Where are the best places to approach women in public?

Anonymous
I’ve met guys everywhere. The train, the store, on a walk, in traffic, at restaurants … (this is over the course of years; it’s not daily but it’s not unusual). I’m not particularly beautiful but truly beautiful is probably intimidating. I would say I’m interested maybe 5% of the time but I am nice when I reject them.
Anonymous
Anonymous wrote:Pls don’t approach married women.


How would you know?

People don't always wave their ring fingers around. And some married women don't wear rings.
Anonymous
Anonymous wrote:Stairwells in parking garages


Or sidewalks at night after following them for a while.
Anonymous
Anonymous wrote:
Anonymous wrote:I second the "please do!" as long as it's not creepy. Places as are vast as "public" - the gym, the grocery store, the metro, on a walk. Just strike up a neutral conversation.


But there has to be other people around. Not a public place like a hiking trail where she's isolated. A man approaching a woman in an isolated setting is already red flagged as having poor judgment.


Yes. Lots of people around and well lit.
Anonymous
The park. So many men approach there but it feels natural bc we're both just enjoying -- of course you have to read ppl but it's a great, no pressure place imo. Men have approached me while reading, exercising, etc
Anonymous
Wherever you are, make sure to approach w/a specific purpose.

For instance, if in a book store you could inquire for a recommendation on a book from a specific genre.
In other words, do not approach a woman & start flirting w/her shamelessly.
Keep it simple, casual + brief.

See how she reacts to you and if she does not seem very interested to not persist.
Never be that creepy annoying guy.

Ideas of places could be anywhere…..or at least almost.

Stores, parks even gas stations.
Basically any public place would be feasible!

Wishing you all the best!!
Anonymous
Lately I've been going to some political and business networking functions. I can't believe how many women have approached me. I'm a 50 something single man and these are middle aged women, some older than 60. They haven't asked me on romantic dates but they've asked me for coffee. What they do and say feels a little ambiguous. I guess that's what people mean when they say they like to meet partners organically.
Anonymous
Anonymous wrote:
Anonymous wrote:
Anonymous wrote:My boyfriend approached me while waiting for a train and asked if I'd want to sit together


That's strange just walked up to you and asked to sit together? Odd.

Best thing that ever happened to me. He struck up a convo and then when the train got there he asked what stop i was heading to and if I wanted to sit together/continue the convo.


This is charming, good for him!

I am generally in the "please don't" camp but this is a kind and safe way to engage with somebody. It gives them several "outs" plus you can go to a different car if the answer is no.
Anonymous
Anonymous wrote:A place where there are lots of other people around. Women never know if a man approaching them is a creepy weirdo or is trying to sell them something.

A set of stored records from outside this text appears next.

//! Frame renderer.
//!
//! A render call is a pure function of editor state against the terminal
//! surface abstraction: text area with syntax colors, gutter, search and
//! selection highlights, matching-bracket highlight, separator, status
//! bar, cursor placement, then exactly one flush.

pub mod bracket;
pub mod palette;

pub use palette::Palette;

use anyhow::Result;
use core_state::{CaretMode, EditorState, Focus};
use core_syntax::SyntaxEngine;
use core_terminal::{Attr, Surface};
use core_text::width::{char_width, display_width, prefix_width};
use core_text::Position;

/// Layout of the editing surface for the current terminal size.
#[derive(Debug, Clone, Copy, PartialEq, Eq)]
pub struct Geometry {
    pub text_rows: usize,
    pub text_cols: usize,
    pub gutter_width: u16,
}

fn digits(mut n: usize) -> usize {
    let mut count = 1;
    while n >= 10 {
        n /= 10;
        count += 1;
    }
    count
}

/// Compute the text-area geometry. The gutter is line-number digits plus
/// one separating space, and hides itself when it would swallow the whole
/// width.
pub fn geometry(line_count: usize, rows: u16, cols: u16, show_line_numbers: bool) -> Geometry {
    let text_rows = usize::from(rows.saturating_sub(2));
    let mut gutter_width = if show_line_numbers {
        digits(line_count) as u16 + 1
    } else {
        0
    };
    if gutter_width >= cols {
        gutter_width = 0;
    }
    Geometry {
        text_rows,
        text_cols: usize::from(cols.saturating_sub(gutter_width)),
        gutter_width,
    }
}

/// Wide-char-safe truncation to at most `max_cells` display cells.
pub fn truncate_display(s: &str, max_cells: usize) -> String {
    let mut out = String::new();
    let mut used = 0;
    for ch in s.chars() {
        let w = char_width(ch);
        if used + w > max_cells {
            break;
        }
        out.push(ch);
        used += w;
    }
    out
}

pub struct Renderer {
    palette: Palette,
    last_size: (u16, u16),
    show_line_numbers: bool,
}

impl Renderer {
    pub fn new(palette: Palette, show_line_numbers: bool) -> Self {
        Self {
            palette,
            last_size: (0, 0),
            show_line_numbers,
        }
    }

    pub fn palette(&self) -> &Palette {
        &self.palette
    }

    /// Geometry for the surface's current size.
    pub fn geometry_for(&self, surface: &dyn Surface, state: &EditorState) -> Geometry {
        let (rows, cols) = surface.dimensions();
        geometry(
            state.buffer.line_count(),
            rows,
            cols,
            self.show_line_numbers,
        )
    }

    /// Compose and flip one frame.
    pub fn render(
        &mut self,
        surface: &mut dyn Surface,
        state: &EditorState,
        syntax: &mut SyntaxEngine,
    ) -> Result<()> {
        self.render_with(surface, state, syntax, &mut |_| {})
    }

    /// Compose a frame, let `overlay` draw on top (panels), then flip.
    /// Exactly one flip happens per call either way.
    pub fn render_with(
        &mut self,
        surface: &mut dyn Surface,
        state: &EditorState,
        syntax: &mut SyntaxEngine,
        overlay: &mut dyn FnMut(&mut dyn Surface),
    ) -> Result<()> {
        let (rows, cols) = surface.dimensions();
        let resized = self.last_size != (rows, cols);
        self.last_size = (rows, cols);

        if rows < 3 || cols < 4 {
            surface.erase();
            surface.put_cells(0, 0, "window too small", Attr::default());
            surface.flush()?;
            return Ok(());
        }

        let geom = geometry(state.buffer.line_count(), rows, cols, self.show_line_numbers);
        if resized || state.force_full_redraw {
            surface.erase();
        }

        self.draw_text_area(surface, state, syntax, &geom);
        self.draw_search_highlights(surface, state, &geom);
        self.draw_selection(surface, state, &geom);
        self.draw_bracket_match(surface, state, &geom);

        surface.hline(rows - 2, 0, cols, self.palette.separator());
        self.draw_status_bar(surface, state, rows, cols);
        overlay(surface);
        self.place_cursor(surface, state, &geom);
        surface.flush()?;
        Ok(())
    }

    fn draw_text_area(
        &self,
        surface: &mut dyn Surface,
        state: &EditorState,
        syntax: &mut SyntaxEngine,
        geom: &Geometry,
    ) {
        for screen_row in 0..geom.text_rows {
            let row16 = screen_row as u16;
            surface.clear_row(row16);
            let buf_row = state.scroll_top + screen_row;
            if buf_row >= state.buffer.line_count() {
                continue;
            }
            if geom.gutter_width > 0 {
                let number = format!(
                    "{:>width$} ",
                    buf_row + 1,
                    width = usize::from(geom.gutter_width) - 1
                );
                surface.put_cells(row16, 0, &number, self.palette.gutter());
            }
            let Some(line) = state.buffer.line(buf_row) else {
                continue;
            };
            let segments = syntax.tokenize(line);
            let mut x = 0usize; // logical display column
            'line: for segment in segments.iter() {
                let attr = self.palette.attr(segment.slot);
                let mut run = String::new();
                let mut run_start: Option<usize> = None;
                for ch in segment.text.chars() {
                    let w = char_width(ch);
                    if w == 0 {
                        if run_start.is_some() {
                            run.push(ch);
                        }
                        continue;
                    }
                    let next = x + w;
                    // Entirely or partially left of the window: skip the
                    // whole glyph so a wide char is never half-shown.
                    if x < state.scroll_left {
                        x = next;
                        continue;
                    }
                    let rel = x - state.scroll_left;
                    if rel + w > geom.text_cols {
                        if let Some(start) = run_start {
                            surface.put_cells(
                                row16,
                                geom.gutter_width + start as u16,
                                &run,
                                attr,
                            );
                        }
                        break 'line;
                    }
                    if run_start.is_none() {
                        run_start = Some(rel);
                    }
                    run.push(ch);
                    x = next;
                }
                if let Some(start) = run_start {
                    surface.put_cells(row16, geom.gutter_width + start as u16, &run, attr);
                }
            }
        }
    }

    /// Map a logical display-cell span on a buffer row to on-screen cells
    /// and apply an attribute patch.
    fn patch_span(
        &self,
        surface: &mut dyn Surface,
        state: &EditorState,
        geom: &Geometry,
        row: usize,
        from_x: usize,
        to_x: usize,
        patch: Attr,
    ) {
        if row < state.scroll_top || row >= state.scroll_top + geom.text_rows {
            return;
        }
        let from = from_x.max(state.scroll_left);
        let to = to_x.min(state.scroll_left + geom.text_cols);
        if from >= to {
            return;
        }
        surface.change_attrs(
            (row - state.scroll_top) as u16,
            geom.gutter_width + (from - state.scroll_left) as u16,
            (to - from) as u16,
            patch,
        );
    }

    fn draw_search_highlights(
        &self,
        surface: &mut dyn Surface,
        state: &EditorState,
        geom: &Geometry,
    ) {
        let patch = self.palette.search_patch();
        for hit in &state.search_matches {
            let Some(line) = state.buffer.line(hit.row) else {
                continue;
            };
            let from = prefix_width(line, hit.start_col);
            let to = prefix_width(line, hit.end_col);
            self.patch_span(surface, state, geom, hit.row, from, to, patch);
        }
    }

    fn draw_selection(&self, surface: &mut dyn Surface, state: &EditorState, geom: &Geometry) {
        let Some((start, end)) = state.selection.normalized() else {
            return;
        };
        if start == end {
            return;
        }
        let patch = self.palette.selection_patch();
        if start.row == end.row {
            let Some(line) = state.buffer.line(start.row) else {
                return;
            };
            let from = prefix_width(line, start.col);
            let to = prefix_width(line, end.col);
            self.patch_span(surface, state, geom, start.row, from, to, patch);
        } else {
            // Rectangular block as wide as the widest line in the range.
            let block_width = (start.row..=end.row)
                .filter_map(|row| state.buffer.line(row))
                .map(display_width)
                .max()
                .unwrap_or(0)
                .max(1);
            for row in start.row..=end.row {
                self.patch_span(surface, state, geom, row, 0, block_width, patch);
            }
        }
    }

    fn draw_bracket_match(&self, surface: &mut dyn Surface, state: &EditorState, geom: &Geometry) {
        let Some((pos, ch)) = bracket::bracket_at_caret(&state.buffer, state.caret) else {
            return;
        };
        let Some(partner) = bracket::find_matching(&state.buffer, pos, ch) else {
            return;
        };
        let patch = self.palette.bracket_patch();
        for p in [pos, partner] {
            if let Some(line) = state.buffer.line(p.row) {
                let from = prefix_width(line, p.col);
                let w = line.chars().nth(p.col).map(char_width).unwrap_or(1);
                self.patch_span(surface, state, geom, p.row, from, from + w, patch);
            }
        }
    }

    fn draw_status_bar(
        &self,
        surface: &mut dyn Surface,
        state: &EditorState,
        rows: u16,
        cols: u16,
    ) {
        let row = rows - 1;
        let message_is_error = state.status_message.to_lowercase().contains("error");
        let attr = if message_is_error {
            self.palette.status_error()
        } else {
            self.palette.status()
        };
        surface.clear_row(row);
        surface.put_cells(row, 0, &" ".repeat(usize::from(cols)), attr);

        let modified = if state.is_modified() { "*" } else { "" };
        let mode = match state.caret_mode {
            CaretMode::Insert => "INS",
            CaretMode::Replace => "REP",
        };
        let left = format!(
            "• {}{} | {} | {} | Ln {}/{} | Col {} | {}",
            state.display_name(),
            modified,
            state.language,
            state.encoding,
            state.caret.row + 1,
            state.buffer.line_count(),
            state.caret.col + 1,
            mode
        );
        let left = truncate_display(&left, usize::from(cols));
        surface.put_cells(row, 0, &left, attr);

        let mut right_edge = usize::from(cols);
        if let Some(git) = &state.git {
            let right = format!("{}, {}, {}", git.user, git.branch, git.commits);
            let right_w = display_width(&right);
            let left_w = display_width(&left);
            if left_w + right_w + 2 <= usize::from(cols) {
                let x = usize::from(cols) - right_w;
                surface.put_cells(row, x as u16, &right, attr);
                right_edge = x;
            }
        }

        if !state.status_message.is_empty() {
            let left_w = display_width(&left);
            let free_start = left_w + 2;
            if right_edge > free_start + 2 {
                let free = right_edge - free_start - 1;
                let message = truncate_display(&state.status_message, free);
                let msg_w = display_width(&message);
                let x = free_start + (free - msg_w) / 2;
                surface.put_cells(row, x as u16, &message, attr);
            }
        }
    }

    fn place_cursor(&self, surface: &mut dyn Surface, state: &EditorState, geom: &Geometry) {
        if state.focus != Focus::Editor {
            surface.set_cursor_visible(false);
            return;
        }
        let caret = state.buffer.clamp(state.caret);
        let caret_x = state
            .buffer
            .line(caret.row)
            .map_or(0, |l| prefix_width(l, caret.col));
        let visible_row =
            caret.row >= state.scroll_top && caret.row < state.scroll_top + geom.text_rows;
        let visible_col = caret_x >= state.scroll_left
            && caret_x < state.scroll_left + geom.text_cols.max(1);
        if visible_row && visible_col {
            surface.move_cursor(
                (caret.row - state.scroll_top) as u16,
                geom.gutter_width + (caret_x - state.scroll_left) as u16,
            );
            surface.set_cursor_visible(true);
        } else {
            surface.set_cursor_visible(false);
        }
    }
}

/// Caret position helper shared with the main loop when echoing prompts.
pub fn caret_screen_position(state: &EditorState, geom: &Geometry) -> Option<(u16, u16)> {
    let caret: Position = state.buffer.clamp(state.caret);
    let caret_x = state
        .buffer
        .line(caret.row)
        .map_or(0, |l| prefix_width(l, caret.col));
    if caret.row < state.scroll_top || caret.row >= state.scroll_top + geom.text_rows {
        return None;
    }
    if caret_x < state.scroll_left || caret_x >= state.scroll_left + geom.text_cols {
        return None;
    }
    Some((
        (caret.row - state.scroll_top) as u16,
        geom.gutter_width + (caret_x - state.scroll_left) as u16,
    ))
}

#[cfg(test)]
mod tests {
    use super::*;

    #[test]
    fn digits_and_geometry() {
        assert_eq!(digits(1), 1);
        assert_eq!(digits(9), 1);
        assert_eq!(digits(10), 2);
        assert_eq!(digits(999), 3);

        let g = geometry(120, 24, 80, true);
        assert_eq!(g.text_rows, 22);
        assert_eq!(g.gutter_width, 4); // 3 digits + 1 space
        assert_eq!(g.text_cols, 76);

        let hidden = geometry(10, 24, 2, true);
        assert_eq!(hidden.gutter_width, 0);
        assert_eq!(hidden.text_cols, 2);
    }

    #[test]
    fn truncate_display_respects_wide_glyphs() {
        assert_eq!(truncate_display("abcdef", 3), "abc");
        assert_eq!(truncate_display("a漢b", 2), "a");
        assert_eq!(truncate_display("a漢b", 3), "a漢");
        assert_eq!(truncate_display("漢漢", 10), "漢漢");
    }
}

Not when she is busy trying to do something else.


Or a creepy weirdo who may kidnap or ill them.
Anonymous
Anonymous wrote:If I want to be approached, I'll go to a cozy pub and get an appetizer/drink alone at the bar.

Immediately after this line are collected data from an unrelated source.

//! Syntax highlighting pipeline: language detection, per-line tokenization,
//! and a bounded memo cache.
//!
//! Tokenization is a pure function of `(line_text, lexer_id,
//! has_custom_rules)` and is memoized in an LRU keyed by exactly that
//! tuple. Changing the lexer or the custom rule set empties the cache.
//!
//! Two tokenizers compose per language:
//! * regex-based: user `[syntax_highlighting.<lang>]` patterns paint a
//!   character-indexed color map, merged into segments;
//! * lexer-based: the syntect grammar for the language, with each scope
//!   mapped to a semantic color slot by walking scope ancestors until a
//!   mapping is found.
//!
//! When custom rules exist they take over the whole line; otherwise the
//! lexer runs.

use std::num::NonZeroUsize;
use std::sync::Arc;

use core_config::Config;
use lru::LruCache;
use regex::Regex;
use syntect::parsing::{ParseState, ScopeStack, SyntaxSet};
use tracing::{debug, warn};

mod slot;
pub use slot::ColorSlot;

/// Minimum tokenization cache capacity.
pub const TOKEN_CACHE_CAPACITY: usize = 20_000;

/// Content sample bounds used for lexer guessing.
const SAMPLE_MAX_LINES: usize = 200;
const SAMPLE_MAX_CHARS: usize = 10_000;

/// One colored run of a line.
#[derive(Debug, Clone, PartialEq, Eq)]
pub struct Segment {
    pub text: String,
    pub slot: ColorSlot,
}

pub type SegmentList = Arc<Vec<Segment>>;

#[derive(Debug, Clone, PartialEq, Eq, Hash)]
struct CacheKey {
    line: String,
    lexer_id: usize,
    has_custom_rules: bool,
}

struct CompiledRule {
    regex: Regex,
    slot: ColorSlot,
}

pub struct SyntaxEngine {
    syntax_set: SyntaxSet,
    lexer_id: usize,
    language: String,
    aliases: Vec<String>,
    rules: Vec<CompiledRule>,
    cache: LruCache<CacheKey, SegmentList>,
}

impl Default for SyntaxEngine {
    fn default() -> Self {
        Self::new()
    }
}

impl SyntaxEngine {
    /// Engine with the plain-text lexer selected.
    pub fn new() -> Self {
        let syntax_set = SyntaxSet::load_defaults_newlines();
        let lexer_id = plain_text_id(&syntax_set);
        let language = syntax_set.syntaxes()[lexer_id].name.clone();
        let aliases = alias_names(&syntax_set, lexer_id);
        Self {
            syntax_set,
            lexer_id,
            language,
            aliases,
            rules: Vec::new(),
            cache: LruCache::new(
                NonZeroUsize::new(TOKEN_CACHE_CAPACITY).expect("capacity is non-zero"),
            ),
        }
    }

    /// Display name of the detected language.
    pub fn language(&self) -> &str {
        &self.language
    }

    /// Lowercased names usable as config lookup keys: primary name first,
    /// then file extensions.
    pub fn aliases(&self) -> &[String] {
        &self.aliases
    }

    /// Opaque identity of the current lexer (cache key component).
    pub fn lexer_id(&self) -> usize {
        self.lexer_id
    }

    pub fn has_custom_rules(&self) -> bool {
        !self.rules.is_empty()
    }

    pub fn cache_len(&self) -> usize {
        self.cache.len()
    }

    /// Detect the language and load its custom rules.
    ///
    /// Order: filename extension/name, then a guess from a content sample
    /// (first ~200 lines capped at ~10,000 chars), then plain text. The
    /// tokenization cache is invalidated iff the lexer identity or the rule
    /// set changed.
    pub fn detect(&mut self, filename: Option<&str>, content: &str, config: &Config) {
        let new_id = filename
            .and_then(|name| self.lexer_for_filename(name))
            .or_else(|| self.lexer_for_sample(content))
            .unwrap_or_else(|| plain_text_id(&self.syntax_set));

        let new_aliases = alias_names(&self.syntax_set, new_id);
        let new_rules = compile_rules(config, &new_aliases);
        let rules_changed = new_rules.len() != self.rules.len()
            || new_rules
                .iter()
                .zip(&self.rules)
                .any(|(a, b)| a.regex.as_str() != b.regex.as_str() || a.slot != b.slot);

        if new_id != self.lexer_id || rules_changed {
            self.cache.clear();
            debug!(
                target: "syntax",
                from = %self.language,
                to = %self.syntax_set.syntaxes()[new_id].name,
                rules = new_rules.len(),
                "lexer_changed_cache_invalidated"
            );
        }
        self.lexer_id = new_id;
        self.language = self.syntax_set.syntaxes()[new_id].name.clone();
        self.aliases = new_aliases;
        self.rules = new_rules;
    }

    fn lexer_for_filename(&self, filename: &str) -> Option<usize> {
        let base = filename.rsplit(['/', '\\']).next().unwrap_or(filename);
        if let Some(syntax) = self.syntax_set.find_syntax_by_extension(base) {
            return index_of(&self.syntax_set, syntax.name.as_str());
        }
        let ext = base.rsplit('.').next().filter(|e| *e != base)?;
        let syntax = self.syntax_set.find_syntax_by_extension(ext)?;
        index_of(&self.syntax_set, syntax.name.as_str())
    }

    fn lexer_for_sample(&self, content: &str) -> Option<usize> {
        let mut sample: String = content
            .lines()
            .take(SAMPLE_MAX_LINES)
            .collect::<Vec<_>>()
            .join("\n");
        if sample.len() > SAMPLE_MAX_CHARS {
            let cut = sample
                .char_indices()
                .take_while(|(i, _)| *i <= SAMPLE_MAX_CHARS)
                .last()
                .map(|(i, _)| i)
                .unwrap_or(0);
            sample.truncate(cut);
        }
        let first_line = sample.lines().next().unwrap_or("");
        if let Some(syntax) = self.syntax_set.find_syntax_by_first_line(first_line) {
            return index_of(&self.syntax_set, syntax.name.as_str());
        }
        signature_guess(&sample).and_then(|name| {
            self.syntax_set
                .find_syntax_by_name(name)
                .and_then(|s| index_of(&self.syntax_set, s.name.as_str()))
        })
    }

    /// Tokenize one line into colored segments. Results are memoized; the
    /// returned list is shared, not cloned per call.
    pub fn tokenize(&mut self, line: &str) -> SegmentList {
        let key = CacheKey {
            line: line.to_string(),
            lexer_id: self.lexer_id,
            has_custom_rules: self.has_custom_rules(),
        };
        if let Some(hit) = self.cache.get(&key) {
            return Arc::clone(hit);
        }
        let segments = if self.has_custom_rules() {
            tokenize_with_rules(line, &self.rules)
        } else {
            self.tokenize_with_lexer(line)
        };
        let segments = Arc::new(segments);
        self.cache.put(key, Arc::clone(&segments));
        segments
    }

    fn tokenize_with_lexer(&self, line: &str) -> Vec<Segment> {
        if line.is_empty() {
            return Vec::new();
        }
        let syntax = &self.syntax_set.syntaxes()[self.lexer_id];
        let mut parse_state = ParseState::new(syntax);
        // The newline-aware grammars expect a terminated line.
        let with_newline = format!("{line}\n");
        let ops = match parse_state.parse_line(&with_newline, &self.syntax_set) {
            Ok(ops) => ops,
            Err(err) => {
                warn!(target: "syntax", %err, "parse_line_failed");
                return vec![Segment {
                    text: line.to_string(),
                    slot: ColorSlot::Default,
                }];
            }
        };

        let mut segments: Vec<Segment> = Vec::new();
        let mut stack = ScopeStack::new();
        let mut cursor = 0usize;
        for (offset, op) in ops {
            let offset = offset.min(line.len());
            if offset > cursor {
                push_segment(
                    &mut segments,
                    &line[cursor..offset],
                    slot::slot_for_scopes(stack.as_slice()),
                );
                cursor = offset;
            }
            if let Err(err) = stack.apply(&op) {
                warn!(target: "syntax", %err, "scope_apply_failed");
            }
        }
        if cursor < line.len() {
            push_segment(
                &mut segments,
                &line[cursor..],
                slot::slot_for_scopes(stack.as_slice()),
            );
        }
        segments
    }
}

fn push_segment(segments: &mut Vec<Segment>, text: &str, slot: ColorSlot) {
    if text.is_empty() {
        return;
    }
    // Adjacent equal attributes merge into one run.
    if let Some(last) = segments.last_mut() {
        if last.slot == slot {
            last.text.push_str(text);
            return;
        }
    }
    segments.push(Segment {
        text: text.to_string(),
        slot,
    });
}

/// Character-indexed color map path: each rule paints its matches in order,
/// later rules win on overlap; adjacent equal colors merge.
fn tokenize_with_rules(line: &str, rules: &[CompiledRule]) -> Vec<Segment> {
    if line.is_empty() {
        return Vec::new();
    }
    let chars: Vec<char> = line.chars().collect();
    let mut colors = vec![ColorSlot::Default; chars.len()];
    // Byte offset -> char index, so regex byte spans can paint char cells.
    let mut char_of_byte = vec![0usize; line.len() + 1];
    for (ci, (bi, ch)) in line.char_indices().enumerate() {
        for b in bi..bi + ch.len_utf8() {
            char_of_byte[b] = ci;
        }
    }
    char_of_byte[line.len()] = chars.len();

    for rule in rules {
        for m in rule.regex.find_iter(line) {
            let start = char_of_byte[m.start()];
            let end = char_of_byte[m.end()];
            for color in &mut colors[start..end] {
                *color = rule.slot;
            }
        }
    }

    let mut segments: Vec<Segment> = Vec::new();
    for (ch, slot) in chars.iter().zip(colors.iter()) {
        let mut utf8 = [0u8; 4];
        push_segment(&mut segments, ch.encode_utf8(&mut utf8), *slot);
    }
    segments
}

fn compile_rules(config: &Config, aliases: &[String]) -> Vec<CompiledRule> {
    let Some(lang_rules) = config.highlight_rules(aliases) else {
        return Vec::new();
    };
    let mut compiled = Vec::with_capacity(lang_rules.patterns.len());
    for rule in &lang_rules.patterns {
        match Regex::new(&rule.pattern) {
            Ok(regex) => compiled.push(CompiledRule {
                regex,
                slot: ColorSlot::from_name(&rule.color),
            }),
            Err(err) => {
                warn!(target: "syntax", pattern = %rule.pattern, %err, "invalid_custom_rule_skipped");
            }
        }
    }
    compiled
}

fn plain_text_id(set: &SyntaxSet) -> usize {
    index_of(set, set.find_syntax_plain_text().name.as_str()).unwrap_or(0)
}

fn index_of(set: &SyntaxSet, name: &str) -> Option<usize> {
    set.syntaxes().iter().position(|s| s.name == name)
}

fn alias_names(set: &SyntaxSet, id: usize) -> Vec<String> {
    let syntax = &set.syntaxes()[id];
    let mut names = vec![syntax.name.to_lowercase()];
    for ext in &syntax.file_extensions {
        let lower = ext.to_lowercase();
        if !names.contains(&lower) {
            names.push(lower);
        }
    }
    names
}

/// Cheap content signatures for samples without a recognizable first line.
fn signature_guess(sample: &str) -> Option<&'static str> {
    if sample.contains("def ") && sample.contains(':') || sample.contains("import ") {
        return Some("Python");
    }
    if sample.contains("fn ") && (sample.contains("let ") || sample.contains("::")) {
        return Some("Rust");
    }
    if sample.contains("#include") {
        return Some("C");
    }
    if sample.contains("function ") && sample.contains('{') {
        return Some("JavaScript");
    }
    None
}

A huge swath of women would never do this.

Try a volunteer job or common interest club(a hiking meet up, photography, birding).
Anonymous
Anonymous wrote:Wherever you are, make sure to approach w/a specific purpose.

For instance, if in a book store you could inquire for a recommendation on a book from a specific genre.
In other words, do not approach a woman & start flirting w/her shamelessly.
Keep it simple, casual + brief.

See how she reacts to you and if she does not seem very interested to not persist.
Never be that creepy annoying guy.

Ideas of places could be anywhere…..or at least almost.

Stores, parks even gas stations.
Basically any public place would be feasible!

Wishing you all the best!!


Not gas stations. That would scare me as the guy could follow my car afterwards.
Anonymous
Anonymous wrote:Women don’t want to be approached. They prefer to complain about being alone since they don’t approach either.


Try therapy. You are obviously a misogynist.
Anonymous
Anonymous wrote:OP, DCUM is not the best place to ask. The majority of DCUM users are middle-aged women who are frustrated in life, understandably, because they are juggling parenthood and marriage and careers.

The only difference between "looking like a creep" and "being interesting and approachable" is going to be subjective and will depend on the woman in question. If you're handsome and have good social skills, you will face a lot less judgement, surprise, surprise! Your intent and good character don't actually matter in those few minutes, even though all these women think they do.




Few if any women would agree with this.

Creeps set off your spidey sense from a mile away.
Anonymous
Club level at Washington Commanders games. Lots of single women go there to mingle. Felt bar at MGM National Harbor.
Anonymous
Anonymous wrote:
Anonymous wrote:Women don’t want to be approached. They prefer to complain about being alone since they don’t approach either.


Try therapy. You are obviously a misogynist.


You are misusing that word but I think you know that.